When I started building Eurorix, the question wasn't "how do we get more clicks?" It was "how do we build something people actually trust?"
That question shaped every technical and design decision that followed.

Starting with the Stack
The foundation needed to be solid. News platforms handle a lot of content, complex relationships between articles, authors, and categories, and demand fast page loads. After evaluating options, I landed on a TypeScript-first stack:
React with TanStack Router handles the frontend. TanStack Router's file-based routing with full type safety means navigation bugs are caught at compile time. The mental overhead of managing routes drops significantly when TypeScript tells you exactly what parameters each route expects.
Hono runs the backend. It's lightweight, fast, and designed for modern JavaScript runtimes. Coming from Express, Hono feels like a natural evolution - similar patterns, better performance, cleaner middleware.
tRPC bridges frontend and backend. This was the decision that paid dividends daily. When you change an API response shape, TypeScript immediately shows every frontend component that needs updating. No more hoping your fetch calls match your server responses.
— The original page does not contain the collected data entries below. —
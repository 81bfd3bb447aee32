//! Configuration management for table-insight.
//!
//! Configuration is read once at startup from an optional TOML file and
//! the process environment, then passed explicitly to every component.
//! Precedence: environment > config file > built-in defaults.

use crate::error::{InsightError, Result};
use serde::{Deserialize, Serialize};
use std::path::{Path, PathBuf};

pub const ENV_PROJECT_ID: &str = "GCP_PROJECT_ID";
pub const ENV_REGION: &str = "GCP_REGION";
pub const ENV_MODEL: &str = "MODEL";
pub const ENV_CREDENTIALS: &str = "GOOGLE_APPLICATION_CREDENTIALS";
pub const ENV_TIMEOUT: &str = "MODEL_TIMEOUT_SECS";
pub const ENV_API_BASE: &str = "VERTEX_API_BASE";
pub const ENV_DATABASE_URL: &str = "DATABASE_URL";

/// Main configuration structure for table-insight.
#[derive(Debug, Clone, Serialize, Deserialize, Default, PartialEq)]
pub struct Config {
    /// Model endpoint configuration.
    #[serde(default)]
    pub vertex: VertexConfig,

    /// Data source configuration.
    #[serde(default)]
    pub database: DatabaseConfig,
}

/// Model endpoint configuration.
#[derive(Debug, Clone, Serialize, Deserialize, PartialEq)]
pub struct VertexConfig {
    /// Cloud project hosting the model. Falls back to the credential's project.
    #[serde(default)]
    pub project_id: Option<String>,

    /// Provider region (e.g., "asia-northeast1").
    #[serde(default = "default_region")]
    pub region: String,

    /// Model identifier (e.g., "gemini-2.0-flash").
    #[serde(default = "default_model")]
    pub model: String,

    /// Path to the service credential document.
    #[serde(default = "default_credentials_path")]
    pub credentials_path: PathBuf,

    /// Timeout for the model call in seconds.
    #[serde(default = "default_timeout_secs")]
    pub timeout_secs: u64,

    /// Overrides the regional API base URL.
    #[serde(default)]
    pub api_base: Option<String>,
}

fn default_region() -> String {
    "asia-northeast1".to_string()
}

fn default_model() -> String {
    "gemini-2.0-flash".to_string()
}

fn default_credentials_path() -> PathBuf {
    PathBuf::from("vertex-ai-credentials.json")
}

fn default_timeout_secs() -> u64 {
    120
}

impl Default for VertexConfig {
    fn default() -> Self {
        Self {
            project_id: None,
            region: default_region(),
            model: default_model(),
            credentials_path: default_credentials_path(),
            timeout_secs: default_timeout_secs(),
            api_base: None,
        }
    }
}

impl VertexConfig {
    /// Returns the API base URL: the override if set, else the regional host.
    pub fn api_base_url(&self) -> String {
        match &self.api_base {
            Some(base) => base.trim_end_matches('/').to_string(),
            None => format!("https://{}-aiplatform.googleapis.com", self.region),
        }
    }

    /// Picks the project id: configured value first, then the credential's.
    pub fn resolve_project_id(&self, credential_project: Option<&str>) -> Result<String> {
        self.project_id
            .as_deref()
            .or(credential_project)
            .filter(|p| !p.trim().is_empty())
            .map(str::to_string)
            .ok_or_else(|| {
                InsightError::config(format!(
                    "{ENV_PROJECT_ID} is not set and the credential document has no project_id"
                ))
            })
    }
}

/// Data source configuration.
#[derive(Debug, Clone, Serialize, Deserialize, PartialEq)]
pub struct DatabaseConfig {
    /// Connection URL for the data source.
    #[serde(default = "default_database_url")]
    pub url: String,
}

fn default_database_url() -> String {
    "postgres://localhost:5432/postgres".to_string()
}

impl Default for DatabaseConfig {
    fn default() -> Self {
        Self {
            url: default_database_url(),
        }
    }
}

impl Config {
    /// Returns the default config file path for the current platform.
    pub fn default_path() -> PathBuf {
        dirs::config_dir()
            .unwrap_or_else(|| PathBuf::from("."))
            .join("table-insight")
            .join("config.toml")
    }

    /// Loads configuration from a TOML file. A missing file yields defaults.
    pub fn load_from_file(path: &Path) -> Result<Self> {
        if !path.exists() {
            return Ok(Self::default());
        }

        let content = std::fs::read_to_string(path)
            .map_err(|e| InsightError::config(format!("Failed to read config file: {e}")))?;

        Self::parse_toml(&content, path)
    }

    /// Parses configuration from a TOML string.
    fn parse_toml(content: &str, path: &Path) -> Result<Self> {
        toml::from_str(content).map_err(|e| {
            InsightError::config(format!(
                "Configuration error in {}:\n  {}",
                path.display(),
                e
            ))
        })
    }

    /// Loads the file at `path`, then applies the process environment on top.
    pub fn load(path: &Path) -> Result<Self> {
        let mut config = Self::load_from_file(path)?;
        config.apply_env_overrides(|key| std::env::var(key).ok())?;
        Ok(config)
    }

    /// Applies environment overrides using the given lookup.
    ///
    /// Empty values are treated as unset.
    pub fn apply_env_overrides<F>(&mut self, lookup: F) -> Result<()>
    where
        F: Fn(&str) -> Option<String>,
    {
        let get = |key: &str| lookup(key).filter(|v| !v.trim().is_empty());

        if let Some(project) = get(ENV_PROJECT_ID) {
            self.vertex.project_id = Some(project);
        }
        if let Some(region) = get(ENV_REGION) {
            self.vertex.region = region;
        }
        if let Some(model) = get(ENV_MODEL) {
            self.vertex.model = model;
        }
        if let Some(path) = get(ENV_CREDENTIALS) {
            self.vertex.credentials_path = PathBuf::from(path);
        }
        if let Some(raw) = get(ENV_TIMEOUT) {
            self.vertex.timeout_secs = raw.trim().parse().map_err(|_| {
                InsightError::config(format!(
                    "{ENV_TIMEOUT} must be a whole number of seconds, got '{raw}'"
                ))
            })?;
        }
        if let Some(base) = get(ENV_API_BASE) {
            self.vertex.api_base = Some(base);
        }
        if let Some(url) = get(ENV_DATABASE_URL) {
            self.database.url = url;
        }

        Ok(())
    }
}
Prisma with PostgreSQL handles data. Prisma's typed queries and migrations make database work feel like writing regular TypeScript. The schema becomes documentation, and refactoring database models is no longer terrifying.
Monorepo Architecture
The project uses a Turborepo monorepo structure:
eurorix/
apps/
web/ # Frontend
server/ # Backend API
packages/
api/ # Business logic
db/ # Database schema
config/ # Shared configuration
This structure keeps concerns separated while making code sharing trivial. The api package contains business logic that both server routes and background jobs can use. The db package exports typed Prisma client and utilities. Configuration lives in one place.
Turborepo handles build orchestration. It understands the dependency graph between packages and only rebuilds what changed. Development stays fast even as the codebase grows.
The Clickbait Killer
One feature I'm particularly proud of is the Clickbait Killer. It started as an experiment: could we help readers identify manipulative headlines before they click?
The implementation analyzes headlines for common clickbait patterns:
- Curiosity gaps ("You won't believe...")
- Emotional manipulation (fear, outrage triggers)
- Exaggeration (superlatives, absolutes)
- Vague references ("This celebrity" instead of names)
- Sensationalism beyond the facts
Each pattern contributes to a score from 0-100. The breakdown helps readers understand not just whether a headline might be clickbait, but exactly which manipulation tactics it employs.
Building this required thinking carefully about the line between legitimate engagement and manipulation. A compelling headline isn't inherently bad. The goal is transparency, not restriction.
Design as Philosophy
The visual design follows what I've started calling "Calm Tech" principles:
Readability first. Typography choices prioritize comfortable reading over visual flair. Line lengths, spacing, and contrast are tuned for extended reading sessions.
No dark patterns. No infinite scroll designed to trap users. No notification pressure. No engagement tricks disguised as features.
Performance is respect. Slow pages waste reader time. The performance budget is aggressive: sub-2-second loads, 95+ Lighthouse scores. Every asset, every animation, every data fetch is questioned.
Whitespace is content. Dense layouts feel overwhelming. Generous spacing lets the content breathe and reduces cognitive load.
These principles sound obvious when stated, but implementing them requires constantly questioning patterns the industry has normalized.
Lessons Learned
A few things I'd tell myself at the start:
Type safety compounds. The initial investment in TypeScript and tRPC pays increasing dividends as the codebase grows. Refactoring confidence alone is worth it.
Start with performance budgets. It's easier to maintain fast pages than to speed up slow ones. Establish performance expectations early and treat regressions as bugs.
Question engagement patterns. Many standard features - infinite scroll, notification badges, autoplay - exist to capture attention rather than serve users. Each one deserves scrutiny.
Monorepos simplify, eventually. The initial setup has overhead, but sharing code cleanly between packages reduces duplication and drift over time.
What's Next
Eurorix continues to evolve. The roadmap includes expanded verification tools, better personalization that respects privacy, and multi-language support.
The north star remains the same: build something people trust enough to make part of their daily routine. Not through manipulation, but through genuine utility and respect for their time.
That's the bet. We'll see how it plays out.